La relación duró más allá de la coincidencia en el mismo club, pues el verano en el que Brabender y este humilde cronista fichamos por el Cajamadrid (1983), Stielike invitó a toda la plantilla a una extensa, celebrada y recordada parrillada regada con Riojas y Riberas de calidad. Le recuerdo preocupado por su bíceps femoral, que le daría problemas hasta sus últimos días vestido de blanco. De hecho, más de un año después continuaba con la misma inquietud cuando aparecimos por su casa casi de improviso, Wayne, mi hermano Toñín y uno mismo para rematar una tarde inolvidable de charla sobre lo humano, lo futbolístico y lo dionisiaco. Estaba al caer la recordada eliminatoria con el Anderlecht del que nuestro anfitrión aquella tarde comentó que, en ese momento, por el juego deslumbrante y los resultados obtenidos, era uno de los mejores equipos de Europa.
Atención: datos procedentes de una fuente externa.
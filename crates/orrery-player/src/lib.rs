//! First-person free-look camera driven by [`orrery_input::InputState`].

pub mod camera;

pub use camera::{CameraController, CameraState, MAX_PITCH_DEGREES, WORLD_UP};
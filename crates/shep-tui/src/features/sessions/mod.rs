//! Session table feature slice: confirmed rows, selection, removal,
//! rendering.

pub mod render;
pub mod state;
pub mod update;

pub use render::render_table;
pub use state::{SessionRow, SessionTableState};
pub use update::handle_key;
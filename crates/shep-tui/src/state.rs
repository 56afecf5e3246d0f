//! Application state composition.
//!
//! ```text
//! AppState
//! ├── tui: TuiState
//! │   ├── form: FormState            (fields, focus, tool-kind toggle)
//! │   ├── sessions: SessionTableState (confirmed rows, selection)
//! │   ├── tasks: Tasks                (in-flight request guard)
//! │   └── config: Config
//! └── overlay: Option<Overlay>        (modal warnings)
//! ```
//!
//! State is split between `TuiState` and `Option<Overlay>` so overlay key
//! handlers can borrow both without conflicts.

use shep_core::config::Config;

use crate::common::{TaskSeq, Tasks};
use crate::form::FormState;
use crate::overlays::Overlay;
use crate::sessions::SessionTableState;

/// Which pane currently receives keyboard input.
#[derive(Debug, Clone, Copy, PartialEq, Eq)]
pub enum Pane {
    Form,
    Sessions,
}

/// Combined application state for the TUI.
pub struct AppState {
    pub tui: TuiState,
    pub overlay: Option<Overlay>,
}

impl AppState {
    pub fn new(config: Config) -> Self {
        Self {
            tui: TuiState::new(config),
            overlay: None,
        }
    }
}

/// TUI application state (non-overlay).
pub struct TuiState {
    /// Flag indicating the app should quit.
    pub should_quit: bool,
    /// Pane receiving keyboard input.
    pub focus: Pane,
    /// Registration form state.
    pub form: FormState,
    /// Confirmed session rows.
    pub sessions: SessionTableState,
    /// Task id sequence for async operations.
    pub task_seq: TaskSeq,
    /// Task lifecycle state; `tasks.register` is the submission guard.
    pub tasks: Tasks,
    /// Loaded configuration (service URL, timeouts).
    pub config: Config,
    /// Spinner animation frame counter.
    pub spinner_frame: usize,
}

impl TuiState {
    pub fn new(config: Config) -> Self {
        Self {
            should_quit: false,
            focus: Pane::Form,
            form: FormState::new(),
            sessions: SessionTableState::new(),
            task_seq: TaskSeq::default(),
            tasks: Tasks::default(),
            config,
            spinner_frame: 0,
        }
    }
}
//! Form feature slice: field state, tool-kind toggle, key handling,
//! rendering.

pub mod render;
pub mod state;
pub mod update;

pub use render::{form_height, render_form};
pub use state::{FormField, FormState, INACTIVE_PATH_MARKER};
pub use update::handle_key;
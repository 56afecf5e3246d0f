//! Modal overlays.
//!
//! Overlays temporarily take over keyboard input. Each overlay is
//! self-contained: it owns its state, key handler, and render function.

pub mod alert;

pub use alert::AlertState;
use crossterm::event::KeyEvent;
use ratatui::Frame;
use ratatui::layout::Rect;

use crate::effects::UiEffect;

/// Transition returned by overlay key handlers.
#[derive(Debug)]
pub enum OverlayTransition {
    Stay,
    Close,
}

/// Update returned by overlay key handlers.
#[derive(Debug)]
pub struct OverlayUpdate {
    pub transition: OverlayTransition,
    pub effects: Vec<UiEffect>,
}

impl OverlayUpdate {
    pub fn stay() -> Self {
        Self {
            transition: OverlayTransition::Stay,
            effects: Vec::new(),
        }
    }

    pub fn close() -> Self {
        Self {
            transition: OverlayTransition::Close,
            effects: Vec::new(),
        }
    }
}

#[derive(Debug)]
pub enum Overlay {
    Alert(AlertState),
}

impl Overlay {
    pub fn render(&self, frame: &mut Frame, area: Rect) {
        match self {
            Overlay::Alert(alert) => alert.render(frame, area),
        }
    }

    pub fn handle_key(&mut self, key: KeyEvent) -> OverlayUpdate {
        match self {
            Overlay::Alert(alert) => alert.handle_key(key),
        }
    }
}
Para siempre en mi memoria quedan las palabras que pronunció en una entrevista que tuvo lugar tras la final de la Copa del Mundo del 82 en la que Alemania perdió con Italia. José María García le espetó la excesiva dureza que había empleado cuando el partido parecía estar en la mano de los transalpinos. La respuesta de Uli fue tan contundente como explícita de su carácter: “¡era la final del Mundial!”. Unidos por la amistad, el amor al Madrid y a su deporte, y por su determinación implacable, concluyente y poderosa, Stielike y Brabender encarnaron las mejores virtudes del club durante muchas temporadas, mostraron su clase fuera de lo común y un ansia irrefrenable por la victoria, así como la voluntad de ser cada vez mejores de forma individual y colectiva. Grandes estrellas que dieron lo mejor de sí mismas para honrar de forma ejemplar al Real Madrid y a sus seguidores.